I don’t remember a time without Pelvic Pain.
I was 14 when I started menstruating and they were never normal periods. I knew that. I knew because my mother never told me to prepare every month for the soul crushing symptoms that come about. She barely knew she was on her period every month. Barely needed a pad. I, on the other hand, felt it coming like a boulder moving through my abdomen and landing in my uterus. When my period would arrive, it was like a pause in time, like I had just been shot and I could see my life flashing before my eyes. Clots, bleeding through my sheets, cramps that were intolerable.
As I got older and birth control helped to regulate my cycle, I learned to cope. I learned to bear down when the pain would hit, breathe through the wave, focus on a spot on the wall, and just crush it. I learned to line my underwear with extra long overnight pads since tampons were much too painful. I learned how to attend parties and outings and just pretend the pain wasn’t killing me. Why? Because nobody really understood how painful it was. It wasn’t like in the movies where you see women pushing in agony to have a child. This type of pain - pelvic and period pain - was not (and still is not) ‘out there’ yet. Over 20 years of holding my head high, and I’m still educating others on how this truly feels, month over month.
I chose not to have a child. I was told I had stage three endometriosis and while I’m sure I could have done the fertility treatments I didn’t feel my body could handle it. Sure, I may have gotten pregnant and had a baby, but having a child and raising a child are two very different things. Raising a child would mean being there, being present, and putting them first. My body just wouldn’t allow me to do that in the utmost capacity that I would want to.

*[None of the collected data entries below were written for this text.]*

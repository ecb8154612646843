//! Contestant fan-out
//!
//! One worker task per contestant, each with a dedicated bounded report
//! channel. Contestants share no mutable state, so the fan-out needs no
//! locking; within a contestant, the channel serializes the pipeline.

use crate::domain::route::RouteDefinition;
use crate::domain::score::ScoreUpdate;
use crate::domain::types::{ContestantId, PositionReport};
use crate::infra::config::Config;
use crate::infra::metrics::Metrics;
use crate::io::egress_channel::EgressSender;
use crate::services::tracker::ContestantTracker;
use parking_lot::RwLock;
use rustc_hash::FxHashMap;
use std::sync::Arc;
use tokio::sync::{mpsc, watch};
use tracing::{debug, info, warn};

/// Shared read-mostly registry of the latest score per contestant
///
/// Written by the egress consumer, read by collaborators off the hot path.
#[derive(Clone, Default)]
pub struct ScoreBoard {
    inner: Arc<RwLock<FxHashMap<ContestantId, ScoreUpdate>>>,
}

impl ScoreBoard {
    pub fn new() -> Self {
        Self::default()
    }

    pub fn publish(&self, update: ScoreUpdate) {
        self.inner.write().insert(update.contestant_id.clone(), update);
    }

    pub fn get(&self, contestant_id: &ContestantId) -> Option<ScoreUpdate> {
        self.inner.read().get(contestant_id).cloned()
    }

    pub fn all(&self) -> Vec<ScoreUpdate> {
        self.inner.read().values().cloned().collect()
    }

    pub fn len(&self) -> usize {
        self.inner.read().len()
    }

    pub fn is_empty(&self) -> bool {
        self.inner.read().is_empty()
    }
}

/// Spawns and feeds one tracker worker per contestant
pub struct Orchestrator {
    config: Config,
    workers: FxHashMap<ContestantId, mpsc::Sender<PositionReport>>,
}

impl Orchestrator {
    pub fn new(config: Config) -> Self {
        Self { config, workers: FxHashMap::default() }
    }

    /// Create a tracker per configured contestant and spawn its worker.
    ///
    /// Any tracker construction failure (bad route, missing gate times) is
    /// a configuration error and fails the whole startup.
    pub fn spawn_contestants(
        &mut self,
        definition: &RouteDefinition,
        metrics: &Arc<Metrics>,
        egress: Option<EgressSender>,
        shutdown: &watch::Receiver<bool>,
    ) -> anyhow::Result<usize> {
        let grace_secs = self.config.session_grace_secs();

        for contestant in self.config.contestants().to_vec() {
            let id = contestant.id.clone();
            let tracker =
                ContestantTracker::new(contestant, definition, metrics.clone(), egress.clone())?;

            let (tx, rx) = mpsc::channel(self.config.report_buffer());
            let worker_shutdown = shutdown.clone();
            tokio::spawn(async move {
                tracker.run(rx, worker_shutdown, grace_secs).await;
            });

            self.workers.insert(id, tx);
        }

        info!(contestants = %self.workers.len(), "contestant_workers_started");
        Ok(self.workers.len())
    }

    pub fn active_workers(&self) -> usize {
        self.workers.len()
    }

    /// Dispatch loop: route each inbound report to its contestant's worker
    pub async fn run(
        self,
        mut report_rx: mpsc::Receiver<PositionReport>,
        mut shutdown: watch::Receiver<bool>,
    ) {
        loop {
            tokio::select! {
                report = report_rx.recv() => {
                    match report {
                        Some(r) => self.dispatch(r),
                        None => break, // Channel closed
                    }
                }
                _ = shutdown.changed() => {
                    if *shutdown.borrow() {
                        break;
                    }
                }
            }
        }

        info!("orchestrator_stopped");
    }

    fn dispatch(&self, report: PositionReport) {
        let Some(worker) = self.workers.get(&report.device_id) else {
            debug!(device_id = %report.device_id, "report_unknown_contestant");
            return;
        };

        if let Err(e) = worker.try_send(report) {
            // Worker queue full or worker gone; the report is lost
            warn!(error = %e, "report_dispatch_failed");
        }
    }
}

I was diagnosed with endometriosis in 2012 (a 15 year journey to get a diagnosis) and had an ablation at the time. I experienced - for three whole blissful months - what it was like to not have pelvic pain. My goodness!. My body was out of the fog. I slept better. I moved better. But ablations only cauterize the disease so it all grew back and I was back to square one again. In 2017, I was diagnosed with severe ulcerative colitis. This would help explain so many of the bowel symptoms I had developed over the last decade. The urgency to poop. The paralyzing pain during bowel movements. The triggering from certain foods. But don’t get me wrong, I had no idea I had anything wrong with my bowels; I always thought it was a part of endometriosis. Let alone, having an autoimmune disease that would attack my own body. I once got myself into trouble. I was riding home on the bus, and my bowels started gurgling. I wasn’t surprised, I was on my period after all. But it donned on me quickly that I needed a bathroom and there were absolutely none around me. I got off the bus at my stop,... waited for the bus to pass,... and pooped in the bushes. At that point, when you basically poop yourself in broad daylight, there is no going back. You crawl out of the bushes, straighten yourself up, and walk home. My body was in sweats from the pain, and the fog of it all masked any amount of shame I had. Dignity? I didn’t care at that point.
These episodes of needing to poop urgently, or bleeding through my pants at school, were just things I endured and never spoke about. That’s the thing with dealing with symptoms that aren’t highly understood - you just don’t talk about it. And when you don’t talk about it, you swallow it. And when you swallow it, you somehow become powerful and almighty, wearing a smile on your face while your insides are being ripped apart by ninja’s with knives. My husband gets to see it all, unfortunately for him. He held my hand while my IUD was inserted; perhaps to this day the worst pain I have ever experienced, second to when they unclogged my left fallopian tube with ‘champagne’. He sees the rises and falls of every cramp, every bowel movement, every ugly cry. And part of me wishes I could shield that from him. Selfishly though, I think to myself, ‘this is one more person in the world you will truly understand pelvic pain’.